Instituer un statut unique pour les enfants hospitalisés en psychiatrie. L’hospitalisation en soins libres ne fait l’objet d’aucun contrôle par le juge. Ce dernier peut toutefois être saisi par le mineur si sa santé, sa sécurité ou sa moralité sont en danger. A noter que le magistrat ne peut pas effectuer de contrôle systématique et que le mineur n’est pas informé de sa possibilité de le saisir.

  • Une situation pointée par la Cour de cassation en 2022, où la nécessité d’instaurer une procédure de contestation de l’hospitalisation par le mineur avait été évoquée.
  • En outre, est pointé du doigt le fait qu’aucun texte ne prévoit la prise en compte du consentement du mineur admis en soins psychiatriques.

S’impose ainsi, selon le CGLPL, la création d’un statut du mineur hospitalisé en psychiatrie « pour remédier à ces dysfonctionnements qui placent la France en situation de constante violation de ses engagements internationaux en matière de protection des droits des enfants ».

  • Fondé sur le principe de l’intérêt supérieur de l’enfant, il devra s’appliquer pour tout enfant de moins de 18 ans.
  • Lui sera garanti le droit de s’exprimer librement sur toute question l’intéressant, la prise en compte de son opinion au regard de son âge et de son degré de maturité, le droit d’être entendu dans toute procédure judiciaire le concernant, ou encore l’accès à l’assistance juridique et le droit de contester la légalité de sa privation de liberté lorsqu’il est hospitalisé contre sa volonté.
  • Son avis devra également être recueilli, quel que soit son âge.
  • L’autorité judiciaire sera également informée de toute hospitalisation complète d’un mineur non consentant et un contrôle devra être effectué au terme d’un délai inférieur à celui applicable aux adultes.
  • Le CGLPL indique également que ce statut devra répondre à l’exigence de préservation des liens entre l’enfant et sa famille, de respect des attributions des titulaires de l’autorité parentale, de protection du mineur contre toute forme de violence et de garantie du droit à l’éducation.
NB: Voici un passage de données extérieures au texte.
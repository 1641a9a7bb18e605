//! In-memory panel storage for tests and ephemeral deployments

use crate::error::{Result, StoreError};
use crate::panel_store::PanelStore;
use std::collections::BTreeMap;
use std::sync::{RwLock, RwLockReadGuard, RwLockWriteGuard};
use worklist_core::{Acl, Panel, Permission, View};

#[derive(Default)]
struct Tables {
    panels: BTreeMap<String, Panel>,
    /// Keyed by (panel_id, view_id)
    views: BTreeMap<(String, String), View>,
    /// Keyed by (panel_id, user_id)
    acl: BTreeMap<(String, String), Permission>,
}

impl Tables {
    fn views_of(&self, panel_id: &str) -> impl Iterator<Item = &View> {
        self.views.values().filter(move |v| v.panel_id == panel_id)
    }

    fn store_view(&mut self, view: &View) {
        if view.is_default {
            for other in self.views.values_mut() {
                if other.panel_id == view.panel_id && other.id != view.id {
                    other.is_default = false;
                }
            }
        }
        self.views
            .insert((view.panel_id.clone(), view.id.clone()), view.clone());
    }
}

#[derive(Default)]
pub struct MemoryStore {
    tables: RwLock<Tables>,
}

impl MemoryStore {
    pub fn new() -> Self {
        Self::default()
    }

    fn read(&self) -> Result<RwLockReadGuard<'_, Tables>> {
        self.tables
            .read()
            .map_err(|_| StoreError::Other("memory store lock poisoned".into()))
    }

    fn write(&self) -> Result<RwLockWriteGuard<'_, Tables>> {
        self.tables
            .write()
            .map_err(|_| StoreError::Other("memory store lock poisoned".into()))
    }
}

fn key(a: &str, b: &str) -> (String, String) {
    (a.to_string(), b.to_string())
}

impl PanelStore for MemoryStore {
    fn create_panel(&self, panel: &Panel) -> Result<()> {
        let mut tables = self.write()?;
        if tables.panels.contains_key(&panel.id) {
            return Err(StoreError::Conflict(format!("Panel {} already exists", panel.id)));
        }
        tables.panels.insert(panel.id.clone(), panel.clone());
        Ok(())
    }

    fn get_panel(&self, id: &str) -> Result<Option<Panel>> {
        Ok(self.read()?.panels.get(id).cloned())
    }

    fn list_panels(&self) -> Result<Vec<Panel>> {
        let mut panels: Vec<Panel> = self.read()?.panels.values().cloned().collect();
        panels.sort_by(|a, b| a.created_at.cmp(&b.created_at).then_with(|| a.id.cmp(&b.id)));
        Ok(panels)
    }

    fn update_panel(&self, panel: &Panel) -> Result<()> {
        let mut tables = self.write()?;
        match tables.panels.get_mut(&panel.id) {
            Some(existing) => {
                *existing = panel.clone();
                Ok(())
            }
            None => Err(StoreError::not_found("Panel", &panel.id)),
        }
    }

    fn delete_panel(&self, id: &str) -> Result<bool> {
        let mut tables = self.write()?;
        tables.views.retain(|(panel_id, _), _| panel_id != id);
        tables.acl.retain(|(panel_id, _), _| panel_id != id);
        Ok(tables.panels.remove(id).is_some())
    }

    fn create_view(&self, view: &View) -> Result<()> {
        let mut tables = self.write()?;
        if !tables.panels.contains_key(&view.panel_id) {
            return Err(StoreError::not_found("Panel", &view.panel_id));
        }
        if tables.views.contains_key(&key(&view.panel_id, &view.id)) {
            return Err(StoreError::Conflict(format!("View {} already exists", view.id)));
        }
        tables.store_view(view);
        Ok(())
    }

    fn get_view(&self, panel_id: &str, view_id: &str) -> Result<Option<View>> {
        Ok(self.read()?.views.get(&key(panel_id, view_id)).cloned())
    }

    fn list_views(&self, panel_id: &str) -> Result<Vec<View>> {
        let mut views: Vec<View> = self.read()?.views_of(panel_id).cloned().collect();
        views.sort_by(|a, b| a.created_at.cmp(&b.created_at).then_with(|| a.id.cmp(&b.id)));
        Ok(views)
    }

    fn update_view(&self, view: &View) -> Result<()> {
        let mut tables = self.write()?;
        if !tables.views.contains_key(&key(&view.panel_id, &view.id)) {
            return Err(StoreError::not_found("View", &view.id));
        }
        tables.store_view(view);
        Ok(())
    }

    fn delete_view(&self, panel_id: &str, view_id: &str) -> Result<bool> {
        Ok(self.write()?.views.remove(&key(panel_id, view_id)).is_some())
    }

    fn put_acl(&self, acl: &Acl) -> Result<()> {
        let mut tables = self.write()?;
        if !tables.panels.contains_key(&acl.panel_id) {
            return Err(StoreError::not_found("Panel", &acl.panel_id));
        }
        tables
            .acl
            .insert(key(&acl.panel_id, &acl.user_id), acl.permission);
        Ok(())
    }

    fn list_acl(&self, panel_id: &str) -> Result<Vec<Acl>> {
        Ok(self
            .read()?
            .acl
            .iter()
            .filter(|((p, _), _)| p == panel_id)
            .map(|((p, user), permission)| Acl {
                panel_id: p.clone(),
                user_id: user.clone(),
                permission: *permission,
            })
            .collect())
    }

    fn delete_acl(&self, panel_id: &str, user_id: &str) -> Result<bool> {
        Ok(self.write()?.acl.remove(&key(panel_id, user_id)).is_some())
    }

    fn permission_for(&self, panel_id: &str, user_id: &str) -> Result<Option<Permission>> {
        Ok(self.read()?.acl.get(&key(panel_id, user_id)).copied())
    }
}

#[cfg(test)]
mod tests {
    use super::*;
    use crate::panel_store::conformance;

    #[test]
    fn test_panel_lifecycle() {
        conformance::panel_lifecycle(&MemoryStore::new());
    }

    #[test]
    fn test_views_and_defaults() {
        conformance::views_and_defaults(&MemoryStore::new());
    }

    #[test]
    fn test_acl_entries() {
        conformance::acl_entries(&MemoryStore::new());
    }

    #[test]
    fn test_delete_cascades() {
        conformance::delete_cascades(&MemoryStore::new());
    }
}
Ce nouveau statut imposera en outre la mise en place d’une politique globale pour permettre un accès à des soins de qualité : « Cela comprend notamment un seuil de présence médicale et soignante obligatoire, des installations appropriées, des activités et un accompagnement éducatif adapté, une protection de la vulnérabilité suffisante, la garantie du maintien des liens avec les proches et des conditions de contrôle juridictionnel réalistes. » Enfin, tout cela devra également s’accompagner d’un plan national de réhabilitation de la pédopsychiatrie.